[Dataset entries]
####################
//! End-to-end engine tests.
//!
//! These drive `Engine::process` against scripted channel senders, covering
//! the full pipeline: template resolution, validation, dispatch with retries,
//! escalation evaluation and analytics aggregation. No real provider is
//! involved; the sender mocks script every outcome.

use std::collections::HashMap;
use std::sync::atomic::{AtomicU32, Ordering};
use std::sync::{Arc, Mutex};
use std::time::Duration;

use async_trait::async_trait;
use serde_json::json;

use courier_engine::analytics;
use courier_engine::audit::{AuditEvent, MemoryAuditSink};
use courier_engine::channel::{Channel, ChannelSender, SendOutcome};
use courier_engine::delivery::{CancelToken, DeliveryStatus, Engagement};
use courier_engine::engine::Engine;
use courier_engine::error::EngineError;
use courier_engine::escalation::{EscalationRule, EscalationTrigger};
use courier_engine::notification::{
    BatchOptions, ComplianceSettings, NotificationConfiguration, Priority, RetryPolicy,
    ValidationMode,
};
use courier_engine::recipient::Recipient;
use courier_engine::template::{RenderedMessage, Template};

// =============================================================================
// Scripted channel senders
// =============================================================================

/// Succeeds every send with a fixed latency and cost.
struct AlwaysDelivers;

#[async_trait]
impl ChannelSender for AlwaysDelivers {
    async fn send(
        &self,
        _recipient: &Recipient,
        _channel: Channel,
        _message: &RenderedMessage,
    ) -> SendOutcome {
        SendOutcome::success(20).with_provider_ref("ok").with_cost(0.005)
    }
}

/// Fails every send transiently, counting calls.
struct AlwaysTransient {
    calls: AtomicU32,
}

impl AlwaysTransient {
    fn new() -> Self {
        Self {
            calls: AtomicU32::new(0),
        }
    }
}

#[async_trait]
impl ChannelSender for AlwaysTransient {
    async fn send(
        &self,
        _recipient: &Recipient,
        _channel: Channel,
        _message: &RenderedMessage,
    ) -> SendOutcome {
        self.calls.fetch_add(1, Ordering::Relaxed);
        SendOutcome::transient(5, "provider_unavailable", "simulated outage")
    }
}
####################
_Exercise goal_.
Every record, copied exactly, is the expected answer.

_Written answer_.
//! End-to-end engine tests.
//!
//! These drive `Engine::process` against scripted channel senders, covering
//! the full pipeline: template resolution, validation, dispatch with retries,
//! escalation evaluation and analytics aggregation. No real provider is
//! involved; the sender mocks script every outcome.

use std::collections::HashMap;
use std::sync::atomic::{AtomicU32, Ordering};
use std::sync::{Arc, Mutex};
use std::time::Duration;

use async_trait::async_trait;
use serde_json::json;

use courier_engine::analytics;
use courier_engine::audit::{AuditEvent, MemoryAuditSink};
use courier_engine::channel::{Channel, ChannelSender, SendOutcome};
use courier_engine::delivery::{CancelToken, DeliveryStatus, Engagement};
use courier_engine::engine::Engine;
use courier_engine::error::EngineError;
use courier_engine::escalation::{EscalationRule, EscalationTrigger};
use courier_engine::notification::{
    BatchOptions, ComplianceSettings, NotificationConfiguration, Priority, RetryPolicy,
    ValidationMode,
};
use courier_engine::recipient::Recipient;
use courier_engine::template::{RenderedMessage, Template};

// =============================================================================
// Scripted channel senders
// =============================================================================

/// Succeeds every send with a fixed latency and cost.
struct AlwaysDelivers;

#[async_trait]
impl ChannelSender for AlwaysDelivers {
    async fn send(
        &self,
        _recipient: &Recipient,
        _channel: Channel,
        _message: &RenderedMessage,
    ) -> SendOutcome {
        SendOutcome::success(20).with_provider_ref("ok").with_cost(0.005)
    }
}

/// Fails every send transiently, counting calls.
struct AlwaysTransient {
    calls: AtomicU32,
}

impl AlwaysTransient {
    fn new() -> Self {
        Self {
            calls: AtomicU32::new(0),
        }
    }
}

#[async_trait]
impl ChannelSender for AlwaysTransient {
    async fn send(
        &self,
        _recipient: &Recipient,
        _channel: Channel,
        _message: &RenderedMessage,
    ) -> SendOutcome {
        self.calls.fetch_add(1, Ordering::Relaxed);
        SendOutcome::transient(5, "provider_unavailable", "simulated outage")
    }
}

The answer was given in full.